- Your instructions
Go through the records and tally the lines that include the word "error". The answer is that total alone.

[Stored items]
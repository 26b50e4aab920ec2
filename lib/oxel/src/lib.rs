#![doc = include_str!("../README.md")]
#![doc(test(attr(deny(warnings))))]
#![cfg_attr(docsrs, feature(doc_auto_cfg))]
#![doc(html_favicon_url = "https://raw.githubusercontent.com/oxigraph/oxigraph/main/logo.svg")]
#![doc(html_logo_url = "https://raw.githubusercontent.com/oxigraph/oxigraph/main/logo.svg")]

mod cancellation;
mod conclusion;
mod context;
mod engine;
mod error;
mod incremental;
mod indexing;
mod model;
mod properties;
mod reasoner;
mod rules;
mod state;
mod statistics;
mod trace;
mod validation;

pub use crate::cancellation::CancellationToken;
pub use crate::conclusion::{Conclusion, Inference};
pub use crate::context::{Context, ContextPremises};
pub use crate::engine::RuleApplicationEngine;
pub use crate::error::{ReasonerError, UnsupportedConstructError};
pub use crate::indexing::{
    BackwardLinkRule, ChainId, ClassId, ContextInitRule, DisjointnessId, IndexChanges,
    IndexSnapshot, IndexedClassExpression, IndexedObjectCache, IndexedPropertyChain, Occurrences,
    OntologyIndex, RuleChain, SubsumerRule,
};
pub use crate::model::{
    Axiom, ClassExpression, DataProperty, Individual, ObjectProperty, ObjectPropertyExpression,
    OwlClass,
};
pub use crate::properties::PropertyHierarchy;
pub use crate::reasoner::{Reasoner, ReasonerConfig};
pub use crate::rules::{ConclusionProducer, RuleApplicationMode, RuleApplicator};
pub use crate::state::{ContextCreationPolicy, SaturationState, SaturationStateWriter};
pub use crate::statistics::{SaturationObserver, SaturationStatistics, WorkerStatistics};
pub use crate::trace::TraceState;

- Reply to the task
2